標的型メールは見抜くことが難しい。は誤りです

標的型メール訓練実施にまつわる誤解

標的型メール訓練についての誤解

標的型メール訓練は最近になって登場した新しい概念ではありません。それゆえに、世の中には様々な文献や経験談などの情報が存在します。その中には、標的型メール訓練など意味がない。といった主旨の記述や、実施の効果に懐疑的な意見なども見受けられます。

実際、訓練を実施した企業の中には、最初のうちは効果こそ認められたものの、2回目・3回目と繰り返すうちに、目立った効果も認められなくなり、役員に対して費用対効果が説明できないとして、実施をやめてしまった企業もあると聞きます。

このような経験から、標的型メール訓練なんてやっても意味ないよ。と考えるセキュリティ担当者の方もいらっしゃるかもしれません。

しかし、これは、標的型メール訓練にまつわる誤解のひとつです。

ゴール設定の間違いは、間違った判断を生んでしまいます

標的型メール訓練の実施が意味がないと考える方が根拠としている理由の多くは、訓練を実施しても標的型メールによる被害を100%防ぐことなどできないじゃないか。というものでしょう。

被害を100%防げないのなら、被害に遭ってしまうという点では、やってもやらなくても結果は同じ。だったら、費用や手間をかけたところで無駄なだけなのだから、訓練実施など全く無意味。そんなことに時間やコストをかけるくらいなら、システム対策にかける方がよっぽどマシ。と考えるのは、至極妥当な考え方といえます。

しかしここで、訓練実施の目的を変えると、全く違った判断が生まれます。

例えば、標的型メール訓練の実施が、標的型メールによる被害を100%防ぐことが目的ではなく、標的型メールについて理解できていない人が社内に存在するかどうかを確認することが目的であったり、標的型メールが送られてきたとわかった後の対処フローが滞りなく実施できるかどうかを確認するといったことが目的であったらどうでしょうか?

被害を100%防ぐことが目的ではなく、被害を最小にする、また、被害が発生する可能性を少しでも減らすことが目的であったら、結果を測定する方法も異なってきますし、結果の良し悪しを判断する指標も異なってきます。

標的型メール訓練の実施は、直感的には、標的型メールによる被害を100%防ぐための対策のように思えますが、それはゴール設定としては正しくありません。

地震や火災から身を守るための避難訓練は、地震や火災による被害を100%防ぐために行うものでしょうか?と問われれば、そうであると答える方は恐らく皆無でしょう。避難訓練を実施したところで、実際に地震や火災が発生したら、被害を100%防ぐということは難しく、大なり小なり被害が発生しうるものだからです。

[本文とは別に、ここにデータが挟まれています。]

impl Render {
    pub fn new(config: RenderConfig) -> Self {
        Self {
            config,
            text: TemplateEngine::text(),
            html: TemplateEngine::html(),
            errors: ErrorMap::default(),
            treat: Box::new(default_treat),
            pagination_headers: Box::new(default_headers),
            pagination_body: Box::new(default_body),
        }
    }

    pub const fn config(&self) -> &RenderConfig {
        &self.config
    }

    pub fn text_templates_mut(&mut self) -> &mut TemplateEngine {
        &mut self.text
    }

    pub fn html_templates_mut(&mut self) -> &mut TemplateEngine {
        &mut self.html
    }

    pub fn error_map_mut(&mut self) -> &mut ErrorMap {
        &mut self.errors
    }

    /// Replace the function turning errors into response values
    pub fn set_treat<F>(&mut self, treat: F)
    where
        F: Fn(&HeaderMap, &(dyn Error + 'static)) -> serde_json::Value + Send + Sync + 'static,
    {
        self.treat = Box::new(treat);
    }

    pub fn set_pagination_headers<F>(&mut self, f: F)
    where
        F: Fn(&Pagination) -> HeaderMap + Send + Sync + 'static,
    {
        self.pagination_headers = Box::new(f);
    }

    pub fn set_pagination_body<F>(&mut self, f: F)
    where
        F: Fn(&Pagination, serde_json::Value) -> serde_json::Value + Send + Sync + 'static,
    {
        self.pagination_body = Box::new(f);
    }

    pub(crate) fn pagination_headers(&self, p: &Pagination) -> HeaderMap {
        (self.pagination_headers)(p)
    }

    pub(crate) fn pagination_body(
        &self,
        p: &Pagination,
        items: serde_json::Value,
    ) -> serde_json::Value {
        (self.pagination_body)(p, items)
    }

    /// Format the client asked for, or the configured default
    pub fn accepted<B>(&self, req: &Request<B>) -> ContentType {
        accepted_content_type(req.headers(), self.config.default_content_type)
    }

    /// Render `value` in the format negotiated from the `Accept` header
    ///
    /// Encoding and template failures are answered with a 500 carrying the
    /// error text.
    pub fn respond<T, B>(&self, req: &Request<B>, value: &T, params: &[Param]) -> HttpResponse
    where
        T: Serialize + ?Sized,
    {
        match self.accepted(req) {
            ContentType::Xml => response::xml(value, params),
            ContentType::PlainText | ContentType::Unknown => {
                self.respond_text(&self.text, ContentType::PlainText, value, params)
            }
            ContentType::Html => self.respond_text(&self.html, ContentType::Html, value, params),
            ContentType::EventStream => stream::single_event(req.version(), value, params),
            ContentType::Json | ContentType::Form => response::json(value, params),
        }
    }

    /// Strings are written verbatim; other values go through the `Template`
    /// param when there is one, else their compact JSON text
    fn respond_text<T>(
        &self,
        engine: &TemplateEngine,
        content_type: ContentType,
        value: &T,
        params: &[Param],
    ) -> HttpResponse
    where
        T: Serialize + ?Sized,
    {
        let rendered = match serde_json::to_value(value) {
            Ok(serde_json::Value::String(s)) => Ok(s),
            _ => match params::template(params) {
                Some(source) => engine.render(source, value).map_err(|e| e.to_string()),
                None => serde_json::to_string(value).map_err(|e| e.to_string()),
            },
        };

        let text = match rendered {
            Ok(text) => text,
            Err(e) => {
                logger::log_render_failure("template", 500, &e);
                return response::server_error(StatusCode::INTERNAL_SERVER_ERROR, &e);
            }
        };

        if content_type == ContentType::Html {
            response::html(text, params)
        } else {
            response::plain_text(text, params)
        }
    }

    /// Render everything `source` yields
    ///
    /// An event-stream client gets one frame per item. Other formats get the
    /// items collected into a list; if `cancelled` fires first the answer is
    /// `504 Server Timeout`.
    pub async fn respond_source<S, C, B>(
        &self,
        req: &Request<B>,
        source: S,
        cancelled: C,
        params: &[Param],
    ) -> HttpResponse
    where
        S: EventSource,
        C: Future<Output = ()>,
    {
        if self.accepted(req) == ContentType::EventStream {
            let mut sink = BufferedSink::new();
            if let Err(e) = stream::stream(req.version(), source, &mut sink, cancelled).await {
                logger::log_render_failure("event stream", 500, &e);
                return response::server_error(StatusCode::INTERNAL_SERVER_ERROR, &e.to_string());
            }
            return sink.into_response();
        }

        match collect_source(source, cancelled).await {
            Ok(items) => self.respond(req, &items, params),
            Err(Cancelled) => {
                response::server_error(StatusCode::GATEWAY_TIMEOUT, &Cancelled.to_string())
            }
        }
    }

    /// Stream `source` into `sink` as server-sent events
    ///
    /// See [`stream::stream`]; the request only contributes its HTTP version.
    pub async fn stream<S, K, C, B>(
        &self,
        req: &Request<B>,
        source: S,
        sink: &mut K,
        cancelled: C,
    ) -> io::Result<StreamEnd>
    where
        S: EventSource,
        K: EventSink + ?Sized,
        C: Future<Output = ()>,
    {
        stream::stream(req.version(), source, sink, cancelled).await
    }

    /// Render an application error
    ///
    /// The status comes from the error table (500 when nothing matches),
    /// unless an `HttpError` in the chain names one. A `Status` in `params`
    /// overrides both.
    pub fn error<B>(
        &self,
        req: &Request<B>,
        err: &(dyn Error + 'static),
        params: &[Param],
    ) -> HttpResponse {
        let (status, presented) = self.errors.resolve(err);
        let value = (self.treat)(req.headers(), presented);

        let mut all = Vec::with_capacity(params.len() + 1);
        all.extend_from_slice(params);
        all.push(Param::from(status));
        self.respond(req, &value, &all)
    }

    /// Decode the request body according to its `Content-Type`
    ///
    /// `Ok(None)` for plain text, HTML and event-stream bodies.
    pub async fn decode<T, B>(&self, req: Request<B>) -> Result<Option<T>, DecodeError>
    where
        T: DeserializeOwned,
        B: Body,
        B::Error: Into<Box<dyn Error + Send + Sync>>,
    {
        let limit = usize::try_from(self.config.decode.max_body_size).unwrap_or(usize::MAX);
        decode_request(req, limit).await
    }
}
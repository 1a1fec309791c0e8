//! Cache validation module
//!
//! `ETag` generation and `If-None-Match` evaluation for file responses.

use std::collections::hash_map::DefaultHasher;
use std::hash::{Hash, Hasher};

/// Quoted strong `ETag` for a body, e.g. `"abc123def"`
pub fn generate_etag(content: &[u8]) -> String {
    let mut hasher = DefaultHasher::new();
    content.hash(&mut hasher);
    format!("\"{:x}\"", hasher.finish())
}

/// True when `If-None-Match` lists `etag` (or `*`), i.e. the client copy is fresh
pub fn is_fresh(if_none_match: Option<&str>, etag: &str) -> bool {
    if_none_match.is_some_and(|header| {
        header.split(',').map(str::trim).any(|candidate| {
            candidate == "*" || candidate.strip_prefix("W/").unwrap_or(candidate) == etag
        })
    })
}
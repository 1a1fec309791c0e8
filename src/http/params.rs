//! Response parameter module
//!
//! An ordered list of [`Param`] values adjusts the status and headers of a
//! rendered response. Order matters:
//! - the first non-zero `Status` wins, later ones are ignored
//! - `Header` pairs are applied immediately, replacing earlier values
//! - `Headers` maps are merged key by key
//! - `Template` is only read by the text and HTML renderers

use hyper::header::{HeaderName, HeaderValue};
use hyper::{HeaderMap, StatusCode};

use crate::logger;

/// A single response parameter
#[derive(Debug, Clone, PartialEq, Eq)]
pub enum Param {
    /// HTTP status code; zero is ignored
    Status(u16),
    /// Header name followed by its value
    Header(String, String),
    /// Header collection merged into the response
    Headers(HeaderMap),
    /// Inline template source, or `tmpl://name` for a registered template
    Template(String),
}

impl Param {
    pub fn header(name: impl Into<String>, value: impl Into<String>) -> Self {
        Self::Header(name.into(), value.into())
    }

    pub fn template(source: impl Into<String>) -> Self {
        Self::Template(source.into())
    }
}

impl From<StatusCode> for Param {
    fn from(status: StatusCode) -> Self {
        Self::Status(status.as_u16())
    }
}

impl From<HeaderMap> for Param {
    fn from(headers: HeaderMap) -> Self {
        Self::Headers(headers)
    }
}

/// Apply `params` to `headers` and return the chosen status (200 if none)
pub fn apply(params: &[Param], headers: &mut HeaderMap) -> StatusCode {
    let mut status: Option<StatusCode> = None;

    for param in params {
        match param {
            Param::Status(0) | Param::Template(_) => {}
            Param::Status(code) => {
                if status.is_none() {
                    match StatusCode::from_u16(*code) {
                        Ok(s) => status = Some(s),
                        Err(e) => logger::log_warning(&format!("ignoring status {code}: {e}")),
                    }
                }
            }
            Param::Header(name, value) => set_header(headers, name, value),
            Param::Headers(map) => merge_headers(headers, map),
        }
    }

    status.unwrap_or(StatusCode::OK)
}

/// First template source among `params`
pub fn template(params: &[Param]) -> Option<&str> {
    params.iter().find_map(|p| match p {
        Param::Template(source) => Some(source.as_str()),
        _ => None,
    })
}

fn set_header(headers: &mut HeaderMap, name: &str, value: &str) {
    let name = match HeaderName::from_bytes(name.as_bytes()) {
        Ok(n) => n,
        Err(e) => return logger::log_skipped_header(name, &e.to_string()),
    };
    match HeaderValue::from_str(value) {
        Ok(v) => {
            headers.insert(name, v);
        }
        Err(e) => logger::log_skipped_header(name.as_str(), &e.to_string()),
    }
}

/// Each key present in `from` replaces all of that key's values in `into`
pub fn merge_headers(into: &mut HeaderMap, from: &HeaderMap) {
    for name in from.keys() {
        into.remove(name);
        for value in from.get_all(name) {
            into.append(name.clone(), value.clone());
        }
    }
}

#[cfg(test)]
mod tests {
    use super::*;
    use hyper::header::{CONTENT_TYPE, LINK};

    #[test]
    fn test_default_status() {
        let mut headers = HeaderMap::new();
        assert_eq!(apply(&[], &mut headers), StatusCode::OK);
        assert!(headers.is_empty());
    }

    #[test]
    fn test_first_status_wins() {
        let mut headers = HeaderMap::new();
        let status = apply(
            &[Param::Status(0), Param::Status(201), Param::Status(404)],
            &mut headers,
        );
        assert_eq!(status, StatusCode::CREATED);
    }

    #[test]
    fn test_invalid_status_is_skipped() {
        let mut headers = HeaderMap::new();
        let status = apply(&[Param::Status(1000), Param::Status(202)], &mut headers);
        assert_eq!(status, StatusCode::ACCEPTED);
    }

    #[test]
    fn test_header_pairs_in_order() {
        let mut headers = HeaderMap::new();
        apply(
            &[
                Param::header("X-Foo", "bar"),
                Param::Status(201),
                Param::header("X-Foo", "baz"),
            ],
            &mut headers,
        );
        assert_eq!(headers.get("x-foo").unwrap(), "baz");
        assert_eq!(headers.get_all("x-foo").iter().count(), 1);
    }

    #[test]
    fn test_invalid_header_is_skipped() {
        let mut headers = HeaderMap::new();
        apply(
            &[Param::header("bad header", "v"), Param::header("X-Ok", "v")],
            &mut headers,
        );
        assert_eq!(headers.len(), 1);
    }

    #[test]
    fn test_headers_merge_replaces_keys() {
        let mut headers = HeaderMap::new();
        headers.insert(CONTENT_TYPE, HeaderValue::from_static("text/plain"));
        headers.insert("x-keep", HeaderValue::from_static("1"));

        let mut extra = HeaderMap::new();
        extra.insert(CONTENT_TYPE, HeaderValue::from_static("application/json"));
        extra.append(LINK, HeaderValue::from_static("<a>; rel=\"next\""));
        extra.append(LINK, HeaderValue::from_static("<b>; rel=\"last\""));

        apply(&[Param::Headers(extra)], &mut headers);
        assert_eq!(headers.get(CONTENT_TYPE).unwrap(), "application/json");
        assert_eq!(headers.get("x-keep").unwrap(), "1");
        assert_eq!(headers.get_all(LINK).iter().count(), 2);
    }

    #[test]
    fn test_template_lookup() {
        let params = [
            Param::Status(200),
            Param::template("{{ name }}"),
            Param::template("ignored"),
        ];
        assert_eq!(template(&params), Some("{{ name }}"));
        assert_eq!(template(&[Param::Status(200)]), None);
    }
}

それでも避難訓練を実施するのは、万一の際に被害を最小に留めるためであり、また、イザという時に慌てずに対処できるようにするためです。避難訓練を実施しておくことによって、失わずに済む命があるなら、それに越したことはありません。

標的型メール訓練の実施はこれと同じで、被害を100%防げないなら意味がないと考えるのは、地震や火災による被害を100%防げないなら避難訓練など無意味である。と考えるのと同じことです。

何事もゴール設定を間違えてしまうと、判断の過程自体は論理的には正しくても、結果としては間違った判断をしてしまうことになります。

標的型メール訓練実施のゴールは一つではありません

標的型メール訓練実施によって得られる結果は一つではありません。実施の考え方や方法によって、得られる結果は変わってきます。つまり、ゴールは一つではない。ということです。

目標とすべきゴールは、訓練を実施する組織にとって、今、何を優先とすべきか?また、何が必要であるか?によって全く違ってきます。セキュリティに全く無関心な社員ばかりの組織と、セキュリティに関する知識・意識が高い社員ばかりの組織では、設定するゴールも、訓練の実施内容も全く違ったものになるのは当然のことです。

自社とは全く状況が異なる組織の例を参考に、自社での標的型メール訓練実施は効果があるかどうかを推し測ったところで、前提が全く違うのですから、正しい判断が得られるわけがありません。

また、前提が全く異なる組織の事例をそのまま真似ても、適切な結果が得られるとは限らないでしょう。

標的型メール訓練の実施によって、次に繋がる結果を得られるかどうかは、すべてゴールの設定次第であり、ゴール設定が正しく、また、そのゴールに向けてどのように進んでいくか?の方法の選択が適切であれば、実施は無駄であった。という結果となることはないはずです。

あなたがもし、標的型メール訓練の実施など無駄以外の何物でもないといった考えをお持ちであるか、また、そうした話を耳にして、やるべきかどうか迷っているなら、この機に、あなたの組織における、目指すべきゴールとは何か?について、一考してみていただければと思います。